> Task details: Some lines in the data below hold the string "ImageUpload". Report how many, as a bare number.

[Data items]
-*-*-

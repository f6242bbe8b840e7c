use std::collections::BTreeSet;

use chrono::NaiveDateTime;
use serde::{Deserialize, Serialize};

use crate::domain::{CourseId, Role, TeacherId, UserId};

/// Storage key of the persisted session record.
pub const USER_INFO_KEY: &str = "userInfo";

/// Responses are either the bare record or wrapped as `{ "data": ... }`.
#[derive(Debug, Clone, Deserialize)]
#[serde(untagged)]
pub enum Envelope<T> {
    Wrapped { data: T },
    Bare(T),
}

impl<T> Envelope<T> {
    pub fn into_inner(self) -> T {
        match self {
            Envelope::Wrapped { data } => data,
            Envelope::Bare(value) => value,
        }
    }
}

#[derive(Debug, Clone, PartialEq, Eq, Serialize, Deserialize)]
#[serde(rename_all = "camelCase")]
pub struct CreateCourseRequest {
    pub title: String,
    pub category: String,
    pub description: String,
    #[serde(skip_serializing_if = "Option::is_none")]
    pub image: Option<String>,
    pub teacher_id: TeacherId,
}

#[derive(Debug, Clone, Default, PartialEq, Eq, Serialize, Deserialize)]
#[serde(rename_all = "camelCase")]
pub struct UpdateCourseRequest {
    #[serde(skip_serializing_if = "Option::is_none")]
    pub title: Option<String>,
    #[serde(skip_serializing_if = "Option::is_none")]
    pub category: Option<String>,
    #[serde(skip_serializing_if = "Option::is_none")]
    pub description: Option<String>,
    #[serde(skip_serializing_if = "Option::is_none")]
    pub image: Option<String>,
}

#[derive(Debug, Clone, PartialEq, Eq, Serialize, Deserialize)]
#[serde(rename_all = "camelCase")]
pub struct CreateModuleRequest {
    pub title: String,
    pub description: String,
    pub start_time: NaiveDateTime,
    pub end_time: NaiveDateTime,
    pub course_id: CourseId,
    pub teacher_id: TeacherId,
}

#[derive(Debug, Clone, PartialEq, Eq, Serialize, Deserialize)]
#[serde(rename_all = "camelCase")]
pub struct AddStudentRequest {
    pub name: String,
    pub email: String,
    #[serde(skip_serializing_if = "Option::is_none")]
    pub phone: Option<String>,
    pub course_id: CourseId,
    pub teacher_id: TeacherId,
}

/// Editable teacher fields. `slug` is deliberately absent: it is fixed at creation.
#[derive(Debug, Clone, Default, PartialEq, Eq, Serialize, Deserialize)]
#[serde(rename_all = "camelCase")]
pub struct UpdateTeacherRequest {
    #[serde(skip_serializing_if = "Option::is_none")]
    pub name: Option<String>,
    #[serde(skip_serializing_if = "Option::is_none")]
    pub status: Option<String>,
    #[serde(skip_serializing_if = "Option::is_none")]
    pub bio: Option<String>,
    #[serde(skip_serializing_if = "Option::is_none")]
    pub location: Option<String>,
    #[serde(skip_serializing_if = "Option::is_none")]
    pub rating: Option<u8>,
    #[serde(skip_serializing_if = "Option::is_none")]
    pub subjects: Option<BTreeSet<String>>,
}

#[derive(Debug, Clone, Default, PartialEq, Eq, Serialize, Deserialize)]
#[serde(rename_all = "camelCase")]
pub struct TeacherQuery {
    pub search: String,
    pub course_count: String,
    pub sort: String,
}

#[derive(Debug, Clone, PartialEq, Eq, Serialize, Deserialize)]
pub struct UserInfoRecord {
    pub data: UserInfoData,
}

#[derive(Debug, Clone, PartialEq, Eq, Serialize, Deserialize)]
pub struct UserInfoData {
    #[serde(rename = "_id")]
    pub id: UserId,
    #[serde(default)]
    pub role: Role,
    #[serde(default, skip_serializing_if = "Option::is_none")]
    pub name: Option<String>,
    #[serde(default, skip_serializing_if = "Option::is_none")]
    pub email: Option<String>,
    #[serde(default, skip_serializing_if = "Option::is_none")]
    pub token: Option<String>,
}
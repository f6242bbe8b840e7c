//! Client-side state orchestration for the course dashboard: a normalized
//! entity store, a single-flight command gateway over the course service,
//! form validation, dialog state machines and teacher list projection.

pub mod command;
pub mod error;
pub mod gateway;
pub mod modal;
pub mod notify;
pub mod persistence;
pub mod projector;
pub mod session;
pub mod settings;
pub mod store;
pub mod validation;
pub mod workflow;

#[cfg(test)]
pub(crate) mod test_support;

pub use command::{Command, CommandKind, CommandOutcome, NewCourse, NewModule, NewStudent};
pub use error::CoreError;
pub use gateway::{CommandGateway, PendingCommand};
pub use modal::{CloseOutcome, DialogKind, DialogSlot, ModalState, SettleOutcome};
pub use notify::{Notification, NotificationLevel, Notifier};
pub use persistence::{CourseService, HttpCourseService, ImageUpload, PersistenceError};
pub use projector::{CourseCountBucket, SortField, TeacherDirectory, TeacherFilter};
pub use session::{SessionContext, SessionIdentity};
pub use settings::{load_settings, ClientSettings};
pub use store::{EntityStore, RequestStatus};
pub use validation::{FormKind, RawForm, ValidationErrors};
pub use workflow::Dashboard;
//! Runs typed commands against the course service and settles them into the
//! entity store.
//!
//! Each command is single-flight per `(kind, key)`. A command that has been
//! accepted runs on its own task, so dropping the caller's future (for example
//! because a dialog was closed) does not cancel the remote write. Success
//! applies exactly one store update; failure leaves the collections untouched.

use std::{
    collections::HashSet,
    sync::{Arc, Mutex, MutexGuard, PoisonError},
};

use shared::{
    domain::{CourseId, TeacherId},
    protocol::{
        AddStudentRequest, CreateCourseRequest, CreateModuleRequest, TeacherQuery,
        UpdateCourseRequest, UpdateTeacherRequest,
    },
};
use tokio::task::JoinHandle;
use tracing::{debug, info, info_span, warn, Instrument};
use uuid::Uuid;

use crate::{
    command::{Command, CommandKind, CommandOutcome, FlightKey},
    error::CoreError,
    persistence::{CourseService, ImageUpload, PersistenceError},
    session::SessionContext,
    store::{EntityStore, RequestStatus},
};

/// Wire payload after ids and ownership have been mapped in.
enum Request {
    FetchCourses,
    CreateCourse(CreateCourseRequest),
    UpdateCourse(CourseId, UpdateCourseRequest),
    DeleteCourse(CourseId),
    FetchModules(CourseId),
    CreateModule(CreateModuleRequest),
    AddStudent(AddStudentRequest),
    FetchTeachers(TeacherQuery),
    FetchTeacher(TeacherId),
    UpdateTeacher(TeacherId, UpdateTeacherRequest),
    UploadTeacherImage(TeacherId, ImageUpload),
    FetchTeacherCourses(TeacherId),
}

type InFlight = Arc<Mutex<HashSet<FlightKey>>>;

/// Releases the single-flight reservation when the command task ends, however
/// it ends.
struct FlightGuard {
    in_flight: InFlight,
    key: FlightKey,
}

impl FlightGuard {
    fn reserve(in_flight: &InFlight, key: FlightKey) -> Result<Self, CoreError> {
        let mut reserved = in_flight.lock().unwrap_or_else(PoisonError::into_inner);
        if !reserved.insert(key.clone()) {
            warn!(command = %key.kind, key = %key.key, "rejecting duplicate in-flight command");
            return Err(CoreError::CommandInFlight {
                kind: key.kind,
                key: key.key,
            });
        }
        Ok(Self {
            in_flight: Arc::clone(in_flight),
            key,
        })
    }
}

impl Drop for FlightGuard {
    fn drop(&mut self) {
        self.in_flight
            .lock()
            .unwrap_or_else(PoisonError::into_inner)
            .remove(&self.key);
    }
}

/// An accepted command. Awaiting it is optional; the command settles either way.
pub struct PendingCommand {
    kind: CommandKind,
    handle: JoinHandle<Result<CommandOutcome, CoreError>>,
}

impl PendingCommand {
    pub fn kind(&self) -> CommandKind {
        self.kind
    }

    pub async fn settled(self) -> Result<CommandOutcome, CoreError> {
        let kind = self.kind;
        self.handle.await.unwrap_or_else(|err| {
            Err(CoreError::NetworkOrService {
                status: None,
                message: format!("{kind} ended unexpectedly: {err}"),
            })
        })
    }
}

pub struct CommandGateway {
    service: Arc<dyn CourseService>,
    session: SessionContext,
    store: Mutex<EntityStore>,
    in_flight: InFlight,
}

impl CommandGateway {
    pub fn new(service: Arc<dyn CourseService>, session: SessionContext) -> Arc<Self> {
        Arc::new(Self {
            service,
            session,
            store: Mutex::new(EntityStore::new()),
            in_flight: Arc::new(Mutex::new(HashSet::new())),
        })
    }

    pub fn session(&self) -> &SessionContext {
        &self.session
    }

    fn lock_store(&self) -> MutexGuard<'_, EntityStore> {
        self.store.lock().unwrap_or_else(PoisonError::into_inner)
    }

    /// Read access to the store. The closure must not block.
    pub fn read<R>(&self, f: impl FnOnce(&EntityStore) -> R) -> R {
        f(&self.lock_store())
    }

    pub fn status(&self, kind: CommandKind) -> RequestStatus {
        self.lock_store().status(kind)
    }

    pub fn is_in_flight(&self, key: &FlightKey) -> bool {
        self.in_flight
            .lock()
            .unwrap_or_else(PoisonError::into_inner)
            .contains(key)
    }

    pub async fn dispatch(self: &Arc<Self>, command: Command) -> Result<CommandOutcome, CoreError> {
        self.submit(command)?.settled().await
    }

    /// Accepts a command and starts it. Duplicate flights and attribution
    /// failures are rejected here, before anything is sent.
    pub fn submit(self: &Arc<Self>, command: Command) -> Result<PendingCommand, CoreError> {
        let flight = command.flight_key();
        let kind = flight.kind;
        let guard = FlightGuard::reserve(&self.in_flight, flight)?;

        let request = match self.prepare(command) {
            Ok(request) => request,
            Err(err) => {
                warn!(command = %kind, error = %err, "command rejected before dispatch");
                self.lock_store().set_status(
                    kind,
                    RequestStatus::Failed {
                        error: err.to_string(),
                    },
                );
                return Err(err);
            }
        };

        let ticket = self.lock_store().begin_request(kind);
        let span = info_span!(
            "command",
            id = %Uuid::new_v4(),
            kind = %kind,
            key = %guard.key.key
        );
        let gateway = Arc::clone(self);
        let handle = tokio::spawn(
            async move {
                let _guard = guard;
                gateway.execute(kind, ticket, request).await
            }
            .instrument(span),
        );

        Ok(PendingCommand { kind, handle })
    }

    fn prepare(&self, command: Command) -> Result<Request, CoreError> {
        let request = match command {
            Command::FetchCourses => Request::FetchCourses,
            Command::AddCourse(course) => Request::CreateCourse(CreateCourseRequest {
                title: course.title,
                category: course.category,
                description: course.description,
                image: course.image,
                teacher_id: self.session.attributed_owner()?,
            }),
            Command::UpdateCourse { course, changes } => Request::UpdateCourse(course, changes),
            Command::DeleteCourse { course } => Request::DeleteCourse(course),
            Command::FetchModules { course } => Request::FetchModules(course),
            Command::AddModule(module) => Request::CreateModule(CreateModuleRequest {
                title: module.title,
                description: module.description,
                start_time: module.start_time,
                end_time: module.end_time,
                course_id: module.course,
                teacher_id: self.session.attributed_owner()?,
            }),
            Command::AddStudent(student) => Request::AddStudent(AddStudentRequest {
                name: student.name,
                email: student.email,
                phone: student.phone,
                course_id: student.course,
                teacher_id: self.session.attributed_owner()?,
            }),
            Command::FetchTeachers(search) => Request::FetchTeachers(search.query),
            Command::FetchTeacher { teacher } => Request::FetchTeacher(teacher),
            Command::UpdateTeacher { teacher, changes } => Request::UpdateTeacher(teacher, changes),
            Command::UpdateTeacherImage { teacher, upload } => {
                Request::UploadTeacherImage(teacher, upload)
            }
            Command::FetchTeacherCourses { teacher } => Request::FetchTeacherCourses(teacher),
        };
        Ok(request)
    }

    async fn call(&self, request: Request) -> Result<CommandOutcome, PersistenceError> {
        let service = &self.service;
        let outcome = match request {
            Request::FetchCourses => CommandOutcome::Courses(service.list_courses().await?),
            Request::CreateCourse(body) => CommandOutcome::Course(service.create_course(&body).await?),
            Request::UpdateCourse(course, body) => {
                CommandOutcome::Course(service.update_course(&course, &body).await?)
            }
            Request::DeleteCourse(course) => {
                service.delete_course(&course).await?;
                CommandOutcome::CourseDeleted(course)
            }
            Request::FetchModules(course) => {
                CommandOutcome::Modules(service.list_modules(&course).await?)
            }
            Request::CreateModule(body) => CommandOutcome::Module(service.create_module(&body).await?),
            Request::AddStudent(body) => {
                let mut student = service.add_student(&body).await?;
                student.enrollments.insert(body.course_id);
                CommandOutcome::Student(student)
            }
            Request::FetchTeachers(query) => {
                CommandOutcome::Teachers(service.list_teachers(&query).await?)
            }
            Request::FetchTeacher(teacher) => {
                CommandOutcome::Teacher(service.get_teacher(&teacher).await?)
            }
            Request::UpdateTeacher(teacher, body) => {
                CommandOutcome::Teacher(service.update_teacher(&teacher, &body).await?)
            }
            Request::UploadTeacherImage(teacher, upload) => {
                CommandOutcome::Teacher(service.upload_teacher_image(&teacher, upload).await?)
            }
            Request::FetchTeacherCourses(teacher) => {
                let courses = service.teacher_courses(&teacher).await?;
                CommandOutcome::TeacherCourses { teacher, courses }
            }
        };
        Ok(outcome)
    }

    async fn execute(
        &self,
        kind: CommandKind,
        ticket: u64,
        request: Request,
    ) -> Result<CommandOutcome, CoreError> {
        let result = self
            .call(request)
            .await
            .map_err(|err| classify_failure(kind, err));

        let mut store = self.lock_store();
        let settled = result.and_then(|outcome| store.apply(&outcome).map(|()| outcome));
        let status = match &settled {
            Ok(_) => {
                info!("command settled");
                RequestStatus::Succeeded
            }
            Err(err) => {
                warn!(error = %err, "command failed");
                RequestStatus::Failed {
                    error: err.to_string(),
                }
            }
        };
        if !store.finish_request(kind, ticket, status) {
            debug!("status left to a newer request of the same kind");
        }
        settled
    }
}

fn classify_failure(kind: CommandKind, err: PersistenceError) -> CoreError {
    if kind == CommandKind::AddModule && err.is_duplicate_title() {
        return CoreError::DuplicateTitle {
            message: err.user_message(),
        };
    }
    CoreError::NetworkOrService {
        status: err.status(),
        message: err.user_message(),
    }
}

#[cfg(test)]
#[path = "tests/gateway_tests.rs"]
mod tests;
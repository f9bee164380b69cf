//! Public dashboards.

use crate::construct::{Construct, ContentSource, ValidationContext};
use crate::kind::ResourceKind;
use crate::synth::{FileInput, LoadedFile, LoadedFiles};
use async_trait::async_trait;
use serde::{Deserialize, Serialize};
use serde_json::Value;
use vigil_core::{CoreError, CoreResult, Diagnostic, DiagnosticSink, LogicalId};

/// Allowed refresh rates in seconds
pub const REFRESH_RATES: [u32; 3] = [60, 300, 600];

/// Allowed pagination rates in seconds
pub const PAGINATION_RATES: [u32; 3] = [30, 60, 300];

const MAX_CHECKS_PER_PAGE: u32 = 20;

/// Dashboard width
#[derive(Debug, Clone, Copy, Default, PartialEq, Eq, Serialize, Deserialize)]
#[serde(rename_all = "SCREAMING_SNAKE_CASE")]
pub enum DashboardWidth {
    /// Full browser width
    #[default]
    Full,
    /// Fixed 960 pixels
    #[serde(rename = "960PX")]
    Fixed960,
}

/// Declared dashboard properties
#[derive(Debug, Clone, Default, PartialEq, Eq, Deserialize)]
#[serde(rename_all = "camelCase")]
pub struct DashboardProps {
    /// Subdomain on the vendor domain
    #[serde(default)]
    pub custom_url: Option<String>,
    /// Own domain
    #[serde(default)]
    pub custom_domain: Option<String>,
    /// Logo URL
    #[serde(default)]
    pub logo: Option<String>,
    /// Favicon URL
    #[serde(default)]
    pub favicon: Option<String>,
    /// Logo link target
    #[serde(default)]
    pub link: Option<String>,
    /// Header text
    #[serde(default)]
    pub header: Option<String>,
    /// Description text
    #[serde(default)]
    pub description: Option<String>,
    /// Layout width
    #[serde(default)]
    pub width: DashboardWidth,
    /// Seconds between refreshes
    #[serde(default)]
    pub refresh_rate: Option<u32>,
    /// Paginate checks
    #[serde(default)]
    pub paginate: Option<bool>,
    /// Seconds per page
    #[serde(default)]
    pub pagination_rate: Option<u32>,
    /// Checks shown per page
    #[serde(default)]
    pub checks_per_page: Option<u32>,
    /// Require every tag instead of any
    #[serde(default)]
    pub use_tags_and_operator: bool,
    /// Hide tags on check cards
    #[serde(default)]
    pub hide_tags: bool,
    /// Show incidents
    #[serde(default)]
    pub enable_incidents: bool,
    /// Expand check cards
    #[serde(default)]
    pub expand_checks: bool,
    /// Show the header
    #[serde(default = "default_show_header")]
    pub show_header: bool,
    /// Checks shown, by tag
    #[serde(default)]
    pub tags: Vec<String>,
    /// Custom stylesheet
    #[serde(default, rename = "customCSS")]
    pub custom_css: Option<ContentSource>,
}

fn default_show_header() -> bool {
    true
}

/// A public dashboard
#[derive(Debug, Clone, PartialEq, Eq)]
pub struct Dashboard {
    logical_id: LogicalId,
    props: DashboardProps,
}

impl Dashboard {
    /// Create a dashboard
    ///
    /// # Errors
    ///
    /// Returns error if `logical_id` is not a valid logical id
    pub fn new(logical_id: &str, props: DashboardProps) -> CoreResult<Self> {
        Ok(Self {
            logical_id: LogicalId::new(logical_id)?,
            props,
        })
    }

    /// Files that must be loaded before synthesis
    #[must_use]
    pub fn file_inputs(&self) -> Vec<FileInput> {
        self.props
            .custom_css
            .as_ref()
            .and_then(ContentSource::entrypoint)
            .map(|path| vec![FileInput::text("customCSS", path)])
            .unwrap_or_default()
    }

    fn custom_css(&self, files: &LoadedFiles) -> CoreResult<Option<String>> {
        match &self.props.custom_css {
            None => Ok(None),
            Some(ContentSource::Content(css)) => Ok(Some(css.clone())),
            Some(ContentSource::Entrypoint(path)) => match files.get(self.logical_id.as_str(), "customCSS") {
                Some(LoadedFile::Text(css)) => Ok(Some(css.clone())),
                _ => Err(CoreError::Io {
                    path: path.display().to_string(),
                    message: format!("customCSS for dashboard '{}' was not loaded", self.logical_id),
                }),
            },
        }
    }
}

#[derive(Serialize)]
#[serde(rename_all = "camelCase")]
struct DashboardPayload<'a> {
    #[serde(skip_serializing_if = "Option::is_none")]
    custom_url: Option<&'a str>,
    #[serde(skip_serializing_if = "Option::is_none")]
    custom_domain: Option<&'a str>,
    #[serde(skip_serializing_if = "Option::is_none")]
    logo: Option<&'a str>,
    #[serde(skip_serializing_if = "Option::is_none")]
    favicon: Option<&'a str>,
    #[serde(skip_serializing_if = "Option::is_none")]
    link: Option<&'a str>,
    #[serde(skip_serializing_if = "Option::is_none")]
    header: Option<&'a str>,
    #[serde(skip_serializing_if = "Option::is_none")]
    description: Option<&'a str>,
    width: DashboardWidth,
    refresh_rate: u32,
    paginate: bool,
    pagination_rate: u32,
    checks_per_page: u32,
    use_tags_and_operator: bool,
    hide_tags: bool,
    enable_incidents: bool,
    expand_checks: bool,
    show_header: bool,
    tags: &'a [String],
    #[serde(rename = "customCSS", skip_serializing_if = "Option::is_none")]
    custom_css: Option<String>,
}

#[async_trait]
impl Construct for Dashboard {
    fn kind(&self) -> ResourceKind {
        ResourceKind::Dashboard
    }

    fn logical_id(&self) -> &LogicalId {
        &self.logical_id
    }

    async fn validate(&self, ctx: &ValidationContext<'_>, diagnostics: &mut dyn DiagnosticSink) {
        let props = &self.props;
        match (&props.custom_url, &props.custom_domain) {
            (Some(_), Some(_)) => diagnostics.add(Diagnostic::conflicting_properties(
                "customUrl",
                "customDomain",
                "Set either customUrl or customDomain, not both.",
            )),
            (None, None) => diagnostics.add(Diagnostic::invalid_property_value(
                "customUrl",
                "One of customUrl or customDomain is required.",
            )),
            _ => {}
        }

        if let Some(rate) = props.refresh_rate {
            if !REFRESH_RATES.contains(&rate) {
                diagnostics.add(Diagnostic::invalid_property_value(
                    "refreshRate",
                    format!("refreshRate must be one of {:?}, got {}.", REFRESH_RATES, rate),
                ));
            }
        }
        if let Some(rate) = props.pagination_rate {
            if !PAGINATION_RATES.contains(&rate) {
                diagnostics.add(Diagnostic::invalid_property_value(
                    "paginationRate",
                    format!("paginationRate must be one of {:?}, got {}.", PAGINATION_RATES, rate),
                ));
            }
        }
        if let Some(per_page) = props.checks_per_page {
            if !(1..=MAX_CHECKS_PER_PAGE).contains(&per_page) {
                diagnostics.add(Diagnostic::invalid_property_value(
                    "checksPerPage",
                    format!(
                        "checksPerPage must be between 1 and {}, got {}.",
                        MAX_CHECKS_PER_PAGE, per_page
                    ),
                ));
            }
        }
        if let Some(css) = &props.custom_css {
            ctx.require_file("customCSS", css, diagnostics).await;
        }
    }

    fn synthesize(&self, files: &LoadedFiles) -> CoreResult<Value> {
        let props = &self.props;
        let payload = DashboardPayload {
            custom_url: props.custom_url.as_deref(),
            custom_domain: props.custom_domain.as_deref(),
            logo: props.logo.as_deref(),
            favicon: props.favicon.as_deref(),
            link: props.link.as_deref(),
            header: props.header.as_deref(),
            description: props.description.as_deref(),
            width: props.width,
            refresh_rate: props.refresh_rate.unwrap_or(60),
            paginate: props.paginate.unwrap_or(true),
            pagination_rate: props.pagination_rate.unwrap_or(60),
            checks_per_page: props.checks_per_page.unwrap_or(15),
            use_tags_and_operator: props.use_tags_and_operator,
            hide_tags: props.hide_tags,
            enable_incidents: props.enable_incidents,
            expand_checks: props.expand_checks,
            show_header: props.show_header,
            tags: &props.tags,
            custom_css: self.custom_css(files)?,
        };
        Ok(serde_json::to_value(payload)?)
    }
}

-*-*-

> The answer: 3